The Conference on the Future of Europe (CoFoE) has done little to bring the EU closer to its citizens and is solely concerned with increasing the EU’s competences, writes Jacek Saryusz-Wolski.
Jacek Saryusz-Wolski is a Polish MEP for the European Conservatives and Reformist group.
In the EU’s bubble, there has been much hype about the Conference on the Future of Europe. It was advertised as a breakthrough event that would bring the EU closer to its citizens and allow them to have a more tangible influence on the EU’s future. Yet, after almost one year into the Conference, it has become painfully clear that CoFoE was never meant to realise such goals.
Despite the high hopes, CoFoE proved to be an EU’s Potemkin village that serves the interests of the centralised federalist project and epitomises the EU’s flaws and malpractices.
My political group in the European Parliament, the European Conservatives and Reformists, joined the CoFoE in good faith and expected to have an open and candid discussion about the EU. However, throughout the conference, we have grown sceptical and concerned about the true intentions of its organisers and, therefore, we decided to withdraw from a conference which turned out to be a deceitful and manipulative endeavour.
In the CoFoE’s Joint Declaration, organisers stipulated that “[t]he conference is based on inclusiveness, openness and transparency”, yet, during CoFoE, these principles have been breached frequently. The mismanagement of the conference is very indicative and reflects a much broader and more serious problem that affects the EU.
For decades I have been closely watching the developments of the EU, and since 2004, as an MEP, I have been involved in the EU’s policymaking. What I have noticed during these years is that the “true” EU of sovereign states has been hijacked and replaced with one that is based on the distorted ideology of oligarchic federalism.
The process of hijacking European has been manifested in the centralisation and illegitimate accumulation of competences by EU institutions and their recurring disregard for the EU’s law by using double standards and instrumentalisation of EU’s values.
I contend that these harmful practices have deeper roots as they stem from the fact that the EU has drifted away from its founding fathers’ ideas and those enshrined in the Treaties. To be more specific, the current EU exhibits flagrant misalignment with the Treaties’ provisions concerning the principles of European identity, solidarity, and subsidiarity.

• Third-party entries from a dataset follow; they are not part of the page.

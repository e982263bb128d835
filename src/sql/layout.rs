//! Physical layout of types: table names and per-property storage decisions
//!
//! Schema synthesis, query documents and mapping tables all read the layout
//! from here, so a column named in a query always exists in the schema.

use indexmap::IndexMap;
use serde::Serialize;

use super::catalog::TableCatalog;
use super::naming::{to_snake_case, ColumnNames, TableNameAllocator};
use super::schema::{column_type, ColumnType, PRIMARY_KEY};
use crate::error::{CompileError, CompileResult};
use crate::graph::{Element, Property, PropertyKind, TypeDef, TypeGraph};

/// Name of the map-key column of a map junction table
pub const MAP_KEY_COLUMN: &str = "name";

/// Table names allocated for one compilation run
#[derive(Debug, Clone, Default, PartialEq, Serialize)]
pub struct TableNames {
    /// Type name -> table name
    types: IndexMap<String, String>,
    /// (owner type, property) -> junction table name
    #[serde(skip)]
    junctions: IndexMap<(String, String), String>,
}

impl TableNames {
    /// Allocate every table name of a graph
    ///
    /// Type tables are allocated first in graph order, then junction tables
    /// in graph and property order, all through one allocator.
    pub fn allocate(graph: &TypeGraph, prefix: &str, catalog: &dyn TableCatalog) -> Self {
        let mut allocator = TableNameAllocator::new(prefix, catalog);
        let mut names = TableNames::default();

        for ty in graph.types() {
            let table = allocator.allocate(&ty.name);
            names.types.insert(ty.name.clone(), table);
        }

        for ty in graph.types() {
            for property in &ty.properties {
                let target = match &property.kind {
                    PropertyKind::Array(Element::Type(target))
                    | PropertyKind::Map(Element::Type(target)) => target,
                    _ => continue,
                };
                if !graph.contains(target) {
                    continue;
                }
                let candidate = format!("{}_{}", names.types[&ty.name], to_snake_case(target));
                let table = allocator.claim(&candidate);
                names
                    .junctions
                    .insert((ty.name.clone(), property.name.clone()), table);
            }
        }

        names
    }

    /// Table of a type
    pub fn get(&self, type_name: &str) -> Option<&str> {
        self.types.get(type_name).map(String::as_str)
    }

    /// Table of a type or [`CompileError::UnknownType`]
    pub fn table(&self, type_name: &str) -> CompileResult<&str> {
        self.get(type_name)
            .ok_or_else(|| CompileError::UnknownType(type_name.to_string()))
    }

    /// Junction table of an array/map property
    pub fn junction(&self, type_name: &str, property: &str) -> Option<&str> {
        self.junctions
            .get(&(type_name.to_string(), property.to_string()))
            .map(String::as_str)
    }

    /// Type tables in graph order
    pub fn iter(&self) -> impl Iterator<Item = (&str, &str)> {
        self.types.iter().map(|(t, n)| (t.as_str(), n.as_str()))
    }
}

/// Array or map cardinality of a junction relation
#[derive(Debug, Clone, Copy, PartialEq, Eq, Serialize)]
#[serde(rename_all = "lowercase")]
pub enum CollectionKind {
    Array,
    Map,
}

impl CollectionKind {
    pub fn as_str(&self) -> &'static str {
        match self {
            CollectionKind::Array => "array",
            CollectionKind::Map => "map",
        }
    }
}

/// Why a property has no relational representation
#[derive(Debug, Clone, PartialEq, Eq)]
pub enum DropReason {
    /// References a type that is not part of the graph
    UnresolvedReference(String),
    /// Union or intersection
    Composite,
}

/// How one property is stored
#[derive(Debug, Clone, PartialEq)]
pub enum Slot<'g> {
    /// Scalar or json column on the owning table
    Column {
        property: &'g Property,
        column: String,
        column_type: ColumnType,
    },
    /// Integer column referencing the target's primary key
    ForeignKey {
        property: &'g Property,
        column: String,
        target: &'g str,
    },
    /// Junction table holding owner id, optional map key, and target id
    ///
    /// `mapping_key` is claimed from the owning table's column names, so the
    /// mapping table can key junction entries next to columns.
    Junction {
        property: &'g Property,
        mapping_key: String,
        kind: CollectionKind,
        target: &'g str,
        table: String,
        owner_column: String,
        key_column: Option<String>,
        target_column: String,
    },
    Dropped {
        property: &'g Property,
        reason: DropReason,
    },
}

impl<'g> Slot<'g> {
    pub fn property(&self) -> &'g Property {
        match self {
            Slot::Column { property, .. }
            | Slot::ForeignKey { property, .. }
            | Slot::Junction { property, .. }
            | Slot::Dropped { property, .. } => property,
        }
    }
}

/// Storage decisions for every property of one type
#[derive(Debug, Clone, PartialEq)]
pub struct TableLayout<'g> {
    pub type_def: &'g TypeDef,
    pub table: String,
    pub slots: Vec<Slot<'g>>,
    /// Output field name of each slot; never `id`, which is the primary key
    fields: Vec<String>,
}

impl<'g> TableLayout<'g> {
    /// Compute the layout of `type_def`
    pub fn new(
        type_def: &'g TypeDef,
        graph: &'g TypeGraph,
        tables: &TableNames,
    ) -> CompileResult<Self> {
        let table = tables.table(&type_def.name)?.to_string();
        let mut columns = ColumnNames::reserving(&[PRIMARY_KEY]);
        let mut field_names = ColumnNames::reserving(&[PRIMARY_KEY]);
        let mut slots = Vec::with_capacity(type_def.properties.len());
        let mut fields = Vec::with_capacity(type_def.properties.len());

        for property in &type_def.properties {
            fields.push(field_names.claim(&property.name));
            let slot = match &property.kind {
                PropertyKind::Object(target) => {
                    if graph.contains(target) {
                        Slot::ForeignKey {
                            property,
                            column: columns.claim(&format!("{}_id", to_snake_case(target))),
                            target: target.as_str(),
                        }
                    } else {
                        Slot::Dropped {
                            property,
                            reason: DropReason::UnresolvedReference(target.clone()),
                        }
                    }
                }
                PropertyKind::Array(Element::Type(target))
                | PropertyKind::Map(Element::Type(target)) => {
                    let kind = if matches!(property.kind, PropertyKind::Map(_)) {
                        CollectionKind::Map
                    } else {
                        CollectionKind::Array
                    };
                    match tables.junction(&type_def.name, &property.name) {
                        Some(junction) => {
                            let (owner_column, key_column, target_column) =
                                junction_columns(&type_def.name, target, kind);
                            Slot::Junction {
                                property,
                                mapping_key: columns.claim(&property.name),
                                kind,
                                target: target.as_str(),
                                table: junction.to_string(),
                                owner_column,
                                key_column,
                                target_column,
                            }
                        }
                        None => Slot::Dropped {
                            property,
                            reason: DropReason::UnresolvedReference(target.clone()),
                        },
                    }
                }
                PropertyKind::Union(_) | PropertyKind::Intersection(_) => Slot::Dropped {
                    property,
                    reason: DropReason::Composite,
                },
                _ => match column_type(property) {
                    Some(column_type) => Slot::Column {
                        property,
                        column: columns.claim(&to_snake_case(&property.name)),
                        column_type,
                    },
                    None => Slot::Dropped {
                        property,
                        reason: DropReason::Composite,
                    },
                },
            };
            slots.push(slot);
        }

        Ok(Self {
            type_def,
            table,
            slots,
            fields,
        })
    }

    /// Slots paired with their output field names, in property order
    pub fn fields(&self) -> impl Iterator<Item = (&str, &Slot<'g>)> {
        self.fields.iter().map(String::as_str).zip(self.slots.iter())
    }

    /// Physical columns of the owning table, `id` first
    pub fn column_names(&self) -> Vec<&str> {
        let mut names = vec![PRIMARY_KEY];
        for slot in &self.slots {
            match slot {
                Slot::Column { column, .. } | Slot::ForeignKey { column, .. } => {
                    names.push(column.as_str())
                }
                _ => {}
            }
        }
        names
    }
}

/// Owner, map-key and target column names of a junction table
fn junction_columns(
    owner: &str,
    target: &str,
    kind: CollectionKind,
) -> (String, Option<String>, String) {
    let mut columns = ColumnNames::reserving(&[PRIMARY_KEY]);
    let owner_column = columns.claim(&format!("{}_id", to_snake_case(owner)));
    let key_column = match kind {
        CollectionKind::Map => Some(columns.claim(MAP_KEY_COLUMN)),
        CollectionKind::Array => None,
    };
    let target_column = columns.claim(&format!("{}_id", to_snake_case(target)));
    (owner_column, key_column, target_column)
}

#[cfg(test)]
mod tests {
    use super::*;
    use crate::graph::ScalarType;
    use crate::sql::catalog::NoTables;

    fn human_graph() -> TypeGraph {
        TypeGraph::new()
            .with_type(
                TypeDef::new("Human")
                    .with_property(Property::string("firstName"))
                    .with_property(Property::object("home", "Location"))
                    .with_property(Property::object("work", "Location"))
                    .with_property(Property::array_of_scalar("tags", ScalarType::String))
                    .with_property(Property::map_of("pets", "Pet"))
                    .with_property(Property::array_of("friends", "Human"))
                    .with_property(Property::object("planet", "Planet"))
                    .with_property(Property::union("contact", vec!["Pet".to_string()])),
            )
            .unwrap()
            .with_type(TypeDef::new("Location").with_property(Property::string("city")))
            .unwrap()
            .with_type(TypeDef::new("Pet").with_property(Property::string("name")))
            .unwrap()
    }

    #[test]
    fn test_table_names() {
        let graph = human_graph();
        let tables = TableNames::allocate(&graph, "app", &NoTables);

        assert_eq!(tables.get("Human"), Some("app_human"));
        assert_eq!(tables.get("Location"), Some("app_location"));
        assert_eq!(tables.get("Pet"), Some("app_pet"));
        assert_eq!(tables.junction("Human", "pets"), Some("app_human_pet"));
        assert_eq!(tables.junction("Human", "friends"), Some("app_human_human"));
        assert_eq!(tables.get("Planet"), None);
        assert!(tables.table("Planet").is_err());
    }

    #[test]
    fn test_junction_names_do_not_collide() {
        let graph = TypeGraph::new()
            .with_type(
                TypeDef::new("Human")
                    .with_property(Property::array_of("pets", "Pet"))
                    .with_property(Property::array_of("formerPets", "Pet")),
            )
            .unwrap()
            .with_type(TypeDef::new("Pet"))
            .unwrap()
            .with_type(TypeDef::new("HumanPet"))
            .unwrap();
        let tables = TableNames::allocate(&graph, "app", &NoTables);

        assert_eq!(tables.get("HumanPet"), Some("app_human_pet"));
        assert_eq!(tables.junction("Human", "pets"), Some("app_human_pet_1"));
        assert_eq!(tables.junction("Human", "formerPets"), Some("app_human_pet_2"));
    }

    #[test]
    fn test_layout_slots() {
        let graph = human_graph();
        let tables = TableNames::allocate(&graph, "app", &NoTables);
        let human = graph.get("Human").unwrap();
        let layout = TableLayout::new(human, &graph, &tables).unwrap();

        assert_eq!(layout.table, "app_human");
        assert_eq!(
            layout.column_names(),
            vec!["id", "first_name", "location_id", "location_id_1", "tags"]
        );

        match &layout.slots[4] {
            Slot::Junction {
                kind,
                table,
                owner_column,
                key_column,
                target_column,
                ..
            } => {
                assert_eq!(*kind, CollectionKind::Map);
                assert_eq!(table, "app_human_pet");
                assert_eq!(owner_column, "human_id");
                assert_eq!(key_column.as_deref(), Some("name"));
                assert_eq!(target_column, "pet_id");
            }
            other => panic!("expected junction, got {:?}", other),
        }

        match &layout.slots[5] {
            Slot::Junction {
                owner_column,
                target_column,
                ..
            } => {
                assert_eq!(owner_column, "human_id");
                assert_eq!(target_column, "human_id_1");
            }
            other => panic!("expected junction, got {:?}", other),
        }

        assert_eq!(
            layout.slots[6],
            Slot::Dropped {
                property: human.property("planet").unwrap(),
                reason: DropReason::UnresolvedReference("Planet".to_string()),
            }
        );
        assert!(matches!(
            layout.slots[7],
            Slot::Dropped {
                reason: DropReason::Composite,
                ..
            }
        ));
    }

    #[test]
    fn test_field_named_id_keeps_primary_key() {
        let graph = TypeGraph::new()
            .with_type(
                TypeDef::new("Human")
                    .with_property(Property::string("id"))
                    .with_property(Property::string("name"))
                    .with_property(Property::object("home", "Location"))
                    .with_property(Property::array_of("location_id", "Location")),
            )
            .unwrap()
            .with_type(TypeDef::new("Location"))
            .unwrap();
        let tables = TableNames::allocate(&graph, "app", &NoTables);
        let layout = TableLayout::new(graph.get("Human").unwrap(), &graph, &tables).unwrap();

        let fields: Vec<&str> = layout.fields().map(|(field, _)| field).collect();
        assert_eq!(fields, vec!["id_1", "name", "home", "location_id"]);
        assert_eq!(
            layout.column_names(),
            vec!["id", "id_1", "name", "location_id"]
        );

        match &layout.slots[3] {
            Slot::Junction { mapping_key, .. } => assert_eq!(mapping_key, "location_id_1"),
            other => panic!("expected junction, got {:?}", other),
        }
    }

    #[test]
    fn test_layout_of_unknown_type() {
        let graph = human_graph();
        let tables = TableNames::allocate(&graph, "app", &NoTables);
        let stranger = TypeDef::new("Stranger");
        let err = TableLayout::new(&stranger, &graph, &tables).unwrap_err();
        assert!(matches!(err, CompileError::UnknownType(name) if name == "Stranger"));
    }
}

The EU’s identity is best captured by its own motto, “United in diversity”. The Treaty itself, in article 4(2) TEU, explicitly stipulates: “The Union shall respect the equality of Member States before the Treaties as well as their national identities, inherent in their fundamental structures, political and constitutional (…)”.
Yet, despite the existence of diversity-based European identity, today, we are witnessing top-down attempts to construct and impose artificial pan-European identity based on centralisation and partisan ideology. Moreover, the ECJ has been handing over rulings that venture into ultra vires areas and, thus, clearly violate the constitutional identity of member states.
Moreover, article 3(3) TEU states that the Union “shall promote (…) solidarity among the Member States”. Solidarity is also mentioned as the principle guiding the EU’s standard foreign and security policy as article 24(2) TEU lays down that such policy should be “based on the development of mutual political solidarity among the Member States”.
In Poland, we are greatly aware of the power of solidarity. We also know that true solidarity can only be voluntary, and it requires a sense of community, a shared identity, and trust. Most importantly, solidarity is an indivisible value and must be applied holistically.
The current EU is gradually moving away from holistic solidarity and practices selective solidarity instead. It happens when the EU’s institutions allow the so-called ‘European values’ to be politically instrumentalised and used as punitive measures against selected members.
The principle of subsidiarity is stipulated together with the principle of proportionality in article 5 TEU, and it restricts the use of the EU’s non-exclusive competences to the actions that can “be better achieved at Union level”.
As a rapporteur on the Working Document on the Principles of Subsidiarity and Proportionality in the Parliament’s Committee on Constitutional Affairs, I argue that these principles are not being properly applied in the EU. It is disturbing to observe how the EU institutions strive for more centralisation and seizing more powers by practising so-called “integration by stealth” or “competence creep”.
I do not think that any positive future of the EU can develop on such flawed grounds as our Union’s current direction. Secondly, I strongly believe that to rescue the hijacked EU. We need to return to the original idea of the EU that rests on the balance and loyal cooperation between EU’s institutions and the member states and faithfully adheres to the provisions of the Treaties.
Pushing for a more centrally federalised Europe seems like a universal solution to every problem in the current EU – nevertheless, it is also a dead-end solution. It is also a false alternative to argue that we would have either more Europe or no Europe – it is about having a balanced, democratically legitimised Europe.
Moreover, the EU needs to strengthen its commitment to respecting principles of identity, solidarity, and subsidiarity. I firmly believe that such Europe is possible and necessary. This kind of Europe would be incredibly beneficial to the citizens, as it would ensure that their rights are respected and that they could enjoy peace and prosperity in the decades to come.